Di tutto questo è segno l’eucarestia appunto come sacramento, attraverso cui si accede a tutto il mistero della fede. E se “il regno dei cieli è simile a un re, che fece una festa di nozze per suo figlio”, allora è l’eucarestia il banchetto di questo regno, e possiamo rapportarci ad essa come siamo invitati a fare verso il regno di Dio che è in mezzo a noi. Sembra ci sia una chiesa del regno di Dio in senso centrifugo e una chiesa dell’eucarestia come culto in senso centripeta. E il problema è quello di ricreare una coincidenza tra queste due dimensioni: quella evangelica come Popolo di Dio e quella gerarchica di comunità costituita ed autoreferenziale. Perché, se c’è una chiesa percepita come fenomeno religioso a sé, c’è un’altra chiesa sentita prevalentemente come fattore di promozione sociale e depositaria di tutti i sogni umani.

Una fusione dovrebbe avvenire proprio in quanto eucarestia, memoriale che riassume e ripropone la Pasqua di sempre, ma al tempo stesso prefigura il banchetto escatologico preparato dal Signore per tutti i popoli.

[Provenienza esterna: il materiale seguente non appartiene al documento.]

impl Vfs {
    pub fn new() -> Self {
        let mut vfs = Vfs {
            overlays: Vec::new(),
            next_node_id: 1,
            tag_registry: TagRegistry::new(),
            tag_storage: TagStorage::new(),
            mounts: Vec::new(),
            mount_allowed: true,
            cwd: "/".to_owned(),
            policy: Policy::Manual,
        };
        let root_id = vfs.alloc_id();
        vfs.overlays.push(Overlay::new(0, "base", root_id));
        vfs
    }

    fn alloc_id(&mut self) -> NodeId {
        let id = self.next_node_id;
        self.next_node_id += 1;
        id
    }

    /// Adds a new, empty, non-base overlay and returns its id (§3.2).
    pub fn add_overlay(&mut self, name: impl Into<String>) -> u32 {
        let id = self.overlays.len() as u32;
        let root_id = self.alloc_id();
        self.overlays.push(Overlay::new(id, name, root_id));
        id
    }

    pub fn overlay(&self, id: u32) -> VfsResult<&Overlay> {
        self.overlays.get(id as usize).ok_or(VfsError::OverlayNotFound(id))
    }

    pub fn overlay_mut(&mut self, id: u32) -> VfsResult<&mut Overlay> {
        self.overlays.get_mut(id as usize).ok_or(VfsError::OverlayNotFound(id))
    }

    pub fn overlays(&self) -> &[Overlay] {
        &self.overlays
    }

    pub fn normalize(&self, path: &str) -> String {
        normalize(path, &self.cwd)
    }

    /// `resolveMulti` (§4.1): every overlay whose root chain contains `p`.
    pub fn resolve_multi(&self, path: &str) -> VfsResult<Vec<(u32, NodeId)>> {
        let mut hits = Vec::new();
        for overlay in &self.overlays {
            if let Some(id) = resolve_in_overlay(overlay, path)? {
                hits.push((overlay.id, id));
            }
        }
        Ok(hits)
    }

    /// `resolveForOverlay` (§4.1): single node or a hard error.
    pub fn resolve_for_overlay(&self, path: &str, ovl: u32) -> VfsResult<NodeId> {
        self.try_resolve_for_overlay(path, ovl)?.ok_or_else(|| VfsError::NotFound(path.to_owned()))
    }

    /// `tryResolveForOverlay` (§4.1): total variant.
    pub fn try_resolve_for_overlay(&self, path: &str, ovl: u32) -> VfsResult<Option<NodeId>> {
        let overlay = self.overlay(ovl)?;
        resolve_in_overlay(overlay, path)
    }

    /// Overlays that currently contain `self.cwd` as a directory (§3.2).
    pub fn scope(&self) -> Vec<u32> {
        self.overlays
            .iter()
            .filter_map(|ovl| match resolve_in_overlay(ovl, &self.cwd) {
                Ok(Some(id)) => ovl.get(id).filter(|n| n.is_directory()).map(|_| ovl.id),
                _ => None,
            })
            .collect()
    }

    /// Picks an overlay for an op when the caller didn't pin one, per the
    /// working directory's scope and the active policy (§3.2, §4.1).
    pub fn pick_overlay(&self, path: &str) -> VfsResult<u32> {
        let hits = self.resolve_multi(path)?;
        let scope = self.scope();
        let candidates: Vec<u32> = hits.iter().map(|(o, _)| *o).filter(|o| scope.contains(o)).collect();
        let candidates = if candidates.is_empty() { hits.iter().map(|(o, _)| *o).collect() } else { candidates };
        match self.policy {
            Policy::Oldest => candidates.into_iter().min().ok_or_else(|| VfsError::NotFound(path.to_owned())),
            Policy::Newest => candidates.into_iter().max().ok_or_else(|| VfsError::NotFound(path.to_owned())),
            Policy::Manual => match candidates.len() {
                0 => Err(VfsError::NotFound(path.to_owned())),
                1 => Ok(candidates[0]),
                _ => Err(VfsError::AmbiguousOverlay(path.to_owned())),
            },
        }
    }

    fn ensure_dir_path(&mut self, ovl: u32, path: &str) -> VfsResult<NodeId> {
        let comps = split_absolute(path)?;
        if ovl as usize >= self.overlays.len() {
            return Err(VfsError::OverlayNotFound(ovl));
        }
        let ovl_idx = ovl as usize;
        let mut current = self.overlays[ovl_idx].root;
        for comp in comps {
            let existing = self.overlays[ovl_idx].get(current).and_then(|n| n.children.get(comp).copied());
            current = match existing {
                Some(id) => {
                    let node = self.overlays[ovl_idx].get(id).expect("child present in arena");
                    if !node.is_directory() {
                        return Err(VfsError::NotADirectory(path.to_owned()));
                    }
                    id
                }
                None => {
                    let new_id = self.alloc_id();
                    let mut node = Node::new(new_id, comp, NodeKind::Dir);
                    node.parents.push(current);
                    let overlay = &mut self.overlays[ovl_idx];
                    overlay.arena.insert(new_id, node);
                    overlay.get_mut(current).unwrap().children.insert(comp.to_owned(), new_id);
                    new_id
                }
            };
        }
        self.overlays[ovl_idx].mark_dirty();
        Ok(current)
    }

    /// `mkdir(p, ovl)` (§4.1): idempotent; creates every missing ancestor.
    pub fn mkdir(&mut self, path: &str, ovl: u32) -> VfsResult<NodeId> {
        self.ensure_dir_path(ovl, path)
    }

    fn attach_child(&mut self, ovl: u32, parent_path: &str, name: &str, kind: NodeKind) -> VfsResult<NodeId> {
        let parent_id = self.ensure_dir_path(ovl, parent_path)?;
        {
            let overlay = self.overlay(ovl)?;
            if let Some(&existing) = overlay.get(parent_id).unwrap().children.get(name) {
                return Ok(existing);
            }
        }
        let new_id = self.alloc_id();
        let overlay = self.overlay_mut(ovl)?;
        let mut node = Node::new(new_id, name, kind);
        node.parents.push(parent_id);
        overlay.arena.insert(new_id, node);
        overlay.get_mut(parent_id).unwrap().children.insert(name.to_owned(), new_id);
        overlay.mark_dirty();
        Ok(new_id)
    }

    /// `touch(p, ovl)` (§4.1): create an empty `File` if absent.
    pub fn touch(&mut self, path: &str, ovl: u32) -> VfsResult<NodeId> {
        let (parent, name) = parent_and_name(path)?;
        if let Some(id) = self.try_resolve_for_overlay(path, ovl)? {
            let overlay = self.overlay(ovl)?;
            let node = overlay.get(id).unwrap();
            if !matches!(node.kind, NodeKind::File(_)) {
                return Err(VfsError::NotAFile(path.to_owned()));
            }
            return Ok(id);
        }
        self.attach_child(ovl, &parent, name, NodeKind::File(Vec::new()))
    }

    /// `write(p, data, ovl)` (§4.1): sets content, creating the path if
    /// absent; fails on non-`File` kinds.
    pub fn write(&mut self, path: &str, data: Vec<u8>, ovl: u32) -> VfsResult<()> {
        let id = match self.try_resolve_for_overlay(path, ovl)? {
            Some(id) => id,
            None => {
                let (parent, name) = parent_and_name(path)?;
                self.attach_child(ovl, &parent, name, NodeKind::File(Vec::new()))?
            }
        };
        let overlay = self.overlay_mut(ovl)?;
        let node = overlay.get_mut(id).unwrap();
        if !node.kind.is_writable_leaf() {
            return Err(VfsError::NotWritable(path.to_owned()));
        }
        node.kind = NodeKind::File(data);
        overlay.mark_dirty();
        Ok(())
    }

    /// `read(p, opt ovl)` (§4.1). Without a pinned overlay there must be
    /// exactly one readable hit.
    pub fn read(&self, path: &str, ovl: Option<u32>) -> VfsResult<Vec<u8>> {
        let id = match ovl {
            Some(ovl) => self.resolve_for_overlay(path, ovl)?,
            None => {
                let hits = self.resolve_multi(path)?;
                match hits.len() {
                    0 => return Err(VfsError::NotFound(path.to_owned())),
                    1 => hits[0].1,
                    _ => return Err(VfsError::Ambiguous(path.to_owned())),
                }
            }
        };
        let ovl_id = ovl.unwrap_or_else(|| self.resolve_multi(path).unwrap()[0].0);
        let overlay = self.overlay(ovl_id)?;
        let node = overlay.get(id).ok_or_else(|| VfsError::NotFound(path.to_owned()))?;
        if node.is_directory() {
            return Err(VfsError::IsDirectory(path.to_owned()));
        }
        Ok(node.read_bytes())
    }

    /// `rm(p, ovl)` (§4.1): detaches from parent; destroys the node once no
    /// parent lists it. Clears tag storage on destruction (§4.3).
    pub fn rm(&mut self, path: &str, ovl: u32) -> VfsResult<()> {
        if path == "/" {
            return Err(VfsError::CannotRemoveRoot);
        }
        let (parent_path, name) = parent_and_name(path)?;
        if ovl as usize >= self.overlays.len() {
            return Err(VfsError::OverlayNotFound(ovl));
        }
        let ovl_idx = ovl as usize;
        let overlay = &mut self.overlays[ovl_idx];
        let parent_id = resolve_in_overlay(overlay, &parent_path)?.ok_or_else(|| VfsError::NotFound(path.to_owned()))?;
        let Some(child_id) = overlay.get(parent_id).unwrap().children.get(name).copied() else {
            return Err(VfsError::NotFound(path.to_owned()));
        };
        overlay.get_mut(parent_id).unwrap().children.shift_remove(name);
        let destroyed = {
            let node = overlay.get_mut(child_id).unwrap();
            node.parents.retain(|&p| p != parent_id);
            node.parents.is_empty()
        };
        if destroyed {
            overlay.arena.remove(&child_id);
        }
        overlay.mark_dirty();
        if destroyed {
            self.tag_storage.clear(child_id);
        }
        Ok(())
    }

    /// `mv(src, dst, ovl)` (§4.1): atomic detach + re-attach, renaming if
    /// basenames differ.
    pub fn mv(&mut self, src: &str, dst: &str, ovl: u32) -> VfsResult<()> {
        let (src_parent_path, src_name) = parent_and_name(src)?;
        let (dst_parent_path, dst_name) = parent_and_name(dst)?;
        let overlay = self.overlay_mut(ovl)?;
        let src_parent = resolve_in_overlay(overlay, &src_parent_path)?.ok_or_else(|| VfsError::NotFound(src.to_owned()))?;
        let Some(node_id) = overlay.get(src_parent).unwrap().children.get(src_name).copied() else {
            return Err(VfsError::NotFound(src.to_owned()));
        };
        let dst_parent = resolve_in_overlay(overlay, &dst_parent_path)?.ok_or_else(|| VfsError::NotFound(dst.to_owned()))?;
        if !overlay.get(dst_parent).unwrap().is_directory() {
            return Err(VfsError::NotADirectory(dst.to_owned()));
        }
        overlay.get_mut(src_parent).unwrap().children.shift_remove(src_name);
        {
            let node = overlay.get_mut(node_id).unwrap();
            node.parents.retain(|&p| p != src_parent);
            node.parents.push(dst_parent);
            node.name = dst_name.to_owned();
        }
        overlay.get_mut(dst_parent).unwrap().children.insert(dst_name.to_owned(), node_id);
        overlay.mark_dirty();
        Ok(())
    }

    /// `link(src, dst, ovl)` (§4.1): adds a second parent edge to the same
    /// node at `dst`; the node becomes shared.
    pub fn link(&mut self, src: &str, dst: &str, ovl: u32) -> VfsResult<()> {
        let node_id = self.resolve_for_overlay(src, ovl)?;
        let (dst_parent_path, dst_name) = parent_and_name(dst)?;
        let overlay = self.overlay_mut(ovl)?;
        let dst_parent = resolve_in_overlay(overlay, &dst_parent_path)?.ok_or_else(|| VfsError::NotFound(dst.to_owned()))?;
        if !overlay.get(dst_parent).unwrap().is_directory() {
            return Err(VfsError::NotADirectory(dst.to_owned()));
        }
        if is_self_or_ancestor(overlay, node_id, dst_parent) {
            return Err(VfsError::WouldCreateCycle(dst.to_owned()));
        }
        overlay.get_mut(dst_parent).unwrap().children.insert(dst_name.to_owned(), node_id);
        overlay.get_mut(node_id).unwrap().parents.push(dst_parent);
        overlay.mark_dirty();
        Ok(())
    }

    /// `addNode(dir, node, ovl)` (§4.1): attaches a pre-built node under
    /// `dir`, used by AST/plan constructors.
    pub fn add_node(&mut self, dir: &str, name: &str, kind: NodeKind, ovl: u32) -> VfsResult<NodeId> {
        self.attach_child(ovl, dir, name, kind)
    }

    pub fn node(&self, ovl: u32, id: NodeId) -> VfsResult<&Node> {
        self.overlay(ovl)?.get(id).ok_or(VfsError::OverlayNotFound(ovl))
    }

    pub fn node_mut(&mut self, ovl: u32, id: NodeId) -> VfsResult<&mut Node> {
        self.overlay_mut(ovl)?.get_mut(id).ok_or(VfsError::OverlayNotFound(ovl))
    }

    /// `listDir(p, scope)` (§4.1): union listing across the given overlays,
    /// each entry annotated with which overlays contribute it and which
    /// kinds were seen.
    pub fn list_dir(&self, path: &str, scope: &[u32]) -> VfsResult<Vec<DirEntry>> {
        let mut merged: indexmap::IndexMap<String, DirEntry> = indexmap::IndexMap::new();
        let mut any_hit = false;
        for &ovl_id in scope {
            let Ok(overlay) = self.overlay(ovl_id) else { continue };
            let Some(dir_id) = resolve_in_overlay(overlay, path)? else { continue };
            let Some(dir_node) = overlay.get(dir_id) else { continue };
            any_hit = true;
            for (name, &child_id) in &dir_node.children {
                let child = overlay.get(child_id).unwrap();
                let entry = merged.entry(name.clone()).or_insert_with(|| DirEntry { name: name.clone(), overlays: Vec::new(), kinds: Vec::new() });
                entry.overlays.push(ovl_id);
                entry.kinds.push(child.kind.type_tag());
            }
        }
        if !any_hit {
            return Err(VfsError::NotFound(path.to_owned()));
        }
        Ok(merged.into_values().collect())
    }

    pub fn mount_list(&self) -> &[MountRecord] {
        &self.mounts
    }

    pub fn unmount(&mut self, vfs_path: &str) {
        self.mounts.retain(|m| m.vfs_path != vfs_path);
    }

    pub fn set_mount_allowed(&mut self, allowed: bool) {
        self.mount_allowed = allowed;
    }

    pub fn map_to_host_path(&self, vfs_path: &str) -> Option<PathBuf> {
        self.mounts
            .iter()
            .filter(|m| vfs_path.starts_with(&m.vfs_path))
            .max_by_key(|m| m.vfs_path.len())
            .map(|m| {
                let rest = vfs_path.strip_prefix(&m.vfs_path).unwrap_or("").trim_start_matches('/');
                PathBuf::from(&m.origin).join(rest)
            })
    }

    pub fn map_from_host_path(&self, host_path: &std::path::Path) -> Option<String> {
        for m in &self.mounts {
            if m.kind != MountKind::Host {
                continue;
            }
            if let Ok(rest) = host_path.strip_prefix(&m.origin) {
                let mut out = m.vfs_path.clone();
                for comp in rest.components() {
                    out.push('/');
                    out.push_str(&comp.as_os_str().to_string_lossy());
                }
                return Some(out);
            }
        }
        None
    }

    pub fn register_mount(&mut self, vfs_path: impl Into<String>, origin: impl Into<String>, kind: MountKind) {
        debug!(vfs_path = %self.cwd, "registering mount");
        self.mounts.push(MountRecord { vfs_path: vfs_path.into(), origin: origin.into(), kind });
    }
}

Se le cose stanno così, la parabola degli invitati a nozze diventa opportunità per interrogarci sul nostro modo di discernere il corpo del Signore: “Ogni volta infatti che mangiate di questo pane e bevete di questo calice, voi annunziate la morte del Signore finché egli venga. Ora ciascuno esamini se stesso, e così mangi del pane e beva dal calice; poiché chi mangia e beve, mangia e beve un giudizio contro se stesso, se non discerne il corpo del Signore” (1Cor 11,26.28-29). Non a caso ci sentiamo ripetere: “Beati gli invitati alla cena del Signore, ecco l’Agnello di Dio che toglie il peccato del mondo”: come è possibile ridurre tutto a pura “devozione eucaristica” in chiave intimista e non avere presente quanto c’è in gioco per la salvezza del mondo? Quello a cui invita Paolo è solo un discernimento a carattere personale o dovrebbe essere discernimento comunitario ed ecclesiale? Non è su questo piano che dovrebbe avvenire una vera modificazione della comunità cristiana, per essere missionaria alla radice e non solo nelle foglie?

Non possiamo in realtà ridurre la celebrazione eucaristica ad etichetta identitaria di appartenenza campanilistica, mentre siamo chiamati tutti a prestare un servizio sacerdotale “in Cristo, con Cristo e per Cristo”. Quando nel racconto della parabola si dice che il re “mandò i suoi servi a chiamare gli invitati alle nozze, ma questi non volevano venire”, è chiaro che non si tratta di estranei, ma di persone della propria cerchia, di persone che però non sanno distinguere tra la frequentazione abituale o abitudinaria e i momenti significativi di partecipazione in profondità.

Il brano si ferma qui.